For more than five years, Scuoler has been writing a monthly column for The Manufacturer, covering topics as diverse as access to finance, sustainability, R&D tax credits, infrastructure and industrial strategy.

In an interview with The Manufacturer in 2010, he was described as being “made of the right stuff to lead the UK’s main manufacturers’ organisation. In that interview, Scuoler stated that he regards manufacturing as “the great organ for growth” and highlighted the three key beliefs which have steered his tenure in the years since: lobbying government for a simpler tax system, widening EEF membership to pro-manufacturing service companies, and a focus on support for investment.

The softly-spoken but direct Scotsman has led the organisation through a major change programme, building the group’s representation work in the UK and Europe and, significantly strengthening the business services provided by the group to manufacturers and other businesses.

As chief executive, he also led the sector’s response to recovering from the economic challenges following the crash of 2007/8 and, more recently, he represented manufacturing interests in the lead up to the EU referendum and subsequent Brexit debate. He was also a significant supporter of the campaign to keep Scotland in the union during the referendum of 2014.

In 2014 he was elected chairman of the European manufacturers’ organisation CEEMET, which represents more than 200,000 manufacturing businesses across the EU and has worked hard to try and secure European business leaders’ support for a smooth Brexit and ongoing trade agreement.

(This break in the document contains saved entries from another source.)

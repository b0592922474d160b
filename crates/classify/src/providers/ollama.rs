use async_trait::async_trait;
use serde_json::json;
use tracing::debug;

use crate::provider::{LlmError, LlmProvider, OraclePrompt};

/// Local Ollama instance, for classification without any API key.
pub struct OllamaProvider {
    client: reqwest::Client,
    url: String,
    model: String,
}

impl OllamaProvider {
    pub fn new(url: String, model: String) -> Self {
        Self {
            client: reqwest::Client::new(),
            url,
            model,
        }
    }
}

#[async_trait]
impl LlmProvider for OllamaProvider {
    async fn complete(
        &self,
        prompt: &OraclePrompt,
        temperature: f32,
        max_tokens: u32,
    ) -> Result<String, LlmError> {
        let url = format!("{}/api/chat", self.url);

        let body = json!({
            "model": self.model,
            "messages": [
                {"role": "system", "content": prompt.system},
                {"role": "user", "content": prompt.user},
            ],
            "stream": false,
            "options": {
                "temperature": temperature,
                "num_predict": max_tokens,
            },
        });

        debug!("Ollama request to {}", url);

        let response = self
            .client
            .post(&url)
            .header("Content-Type", "application/json")
            .json(&body)
            .send()
            .await?;

        let status = response.status().as_u16();
        if status != 200 {
            let body = response.text().await.unwrap_or_default();
            return Err(LlmError::Api { status, body });
        }

        let resp: serde_json::Value = response.json().await?;
        let content = resp["message"]["content"]
            .as_str()
            .ok_or_else(|| LlmError::MalformedReply("missing message.content".into()))?
            .to_string();

        Ok(content)
    }
}
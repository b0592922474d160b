pub mod config;
pub mod entity;
pub mod error;
pub mod record;
pub mod schema;

pub use config::Config;
pub use entity::*;
pub use error::*;
pub use record::*;
pub use schema::*;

EEF chair and member of The Manufacturer Top 100 judging panel, Dame Judith Hackitt commented: “Terry will be an extremely difficult act to follow. His strong and successful leadership of EEF and the sector is widely recognised and appreciated and reflects his deep-seated commitment to British manufacturing. We know that Terry will continue to lead EEF with that same enthusiasm as the search for his replacement proceeds.”